Oral Regeneration in the Ciliate Stentor coeruleus: A Scanning and Transmission Electron Optical Study

SYNOPSIS. Elaboration of ciliated feeding organelles in the protozoon Stentor coeruleus was reinvestigated for the first time by scanning electron microscopy which gives the most realistic 3-dimensional images. Parallel transmission EM studies of synchronized regenerating stentors gave further ultrastructural details of stomatogenesis, while also confirming the expectation that in the structure of its kineties this now classical experimental object does not differ from other species of Stentor previously studied. Within 2 hr after the stimulus to regeneration, several generations of new kinetosomes for the oral primordium are produced, first in association with kinetosomes of kineties at the restricted primordium site.

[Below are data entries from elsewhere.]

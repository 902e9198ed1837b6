use quotely_core::db::open_db_in_memory;
use quotely_core::{
    journal_tiles, Quote, QuoteRepository, QuoteService, SqliteQuoteRepository, EMPTY_JOURNAL_HINT,
};
use uuid::Uuid;

fn seeded_quote(suffix: u32, created_at: i64, text: &str, color_index: usize) -> Quote {
    let id = Uuid::parse_str(&format!("00000000-0000-4000-8000-0000000000{suffix:02}")).unwrap();
    Quote::with_id(id, created_at, text, "", color_index).unwrap()
}

#[test]
fn empty_journal_produces_no_tiles() {
    let conn = open_db_in_memory().unwrap();
    let service = QuoteService::new(SqliteQuoteRepository::try_new(&conn).unwrap());

    let tiles = journal_tiles(&service).unwrap();
    assert!(tiles.is_empty());
    // The hint the browse screen falls back to.
    assert!(EMPTY_JOURNAL_HINT.contains("Swipe down"));
}

#[test]
fn tiles_are_newest_first_and_carry_color() {
    let conn = open_db_in_memory().unwrap();
    let repo = SqliteQuoteRepository::try_new(&conn).unwrap();
    let service = QuoteService::new(SqliteQuoteRepository::try_new(&conn).unwrap());

    // 2026-01-06 and 2026-01-07, noon UTC.
    let older = seeded_quote(1, 1_767_700_800_000, "written first", 2);
    let newer = seeded_quote(2, 1_767_787_200_000, "written later", 5);
    repo.insert_quote(&older).unwrap();
    repo.insert_quote(&newer).unwrap();

    let tiles = journal_tiles(&service).unwrap();

    assert_eq!(tiles.len(), 2);
    assert_eq!(tiles[0].quote_id, newer.uuid);
    assert_eq!(tiles[0].color_index, 5);
    assert_eq!(tiles[0].created_label, "Jan 7, 2026");
    assert_eq!(tiles[1].quote_id, older.uuid);
    assert_eq!(tiles[1].created_label, "Jan 6, 2026");
}

#[test]
fn tile_preview_clips_long_entries() {
    let conn = open_db_in_memory().unwrap();
    let repo = SqliteQuoteRepository::try_new(&conn).unwrap();
    let service = QuoteService::new(SqliteQuoteRepository::try_new(&conn).unwrap());

    let text = "line one\nline two\nline three\nline four\nline five";
    let quote = seeded_quote(1, 1_767_700_800_000, text, 0);
    repo.insert_quote(&quote).unwrap();

    let tiles = journal_tiles(&service).unwrap();

    assert_eq!(tiles[0].preview, "line one\nline two\nline three\nline four");
}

These kinetosomes rapidly sprout membranellar cilia as well as subpellicular microtubules but are still randomly oriented (anarchic field). The forming membranellar band increases from its center-line to both sides while it grows in length. Young cilia are blunt-ended. Recession of the early anlage occurs without rupture of the pellicle; soon apparent is the clear border stripe of unknown function along the right side of the membranellar band. Instantaneous fixation of beating cilia in early primordia revealed random beating, with coordination and presumably membranellar organization not yet attained. In late anlagen there are 2 types of metachronal rhythm: transversely from cilium to cilium across any given membranelle, as well as the easily observable serial beating of membranelles along the entire band. A single file of cilia leads the subsequent cytostomal invagination. The posterior end of the membranellar band then follows to line the cytopharynx.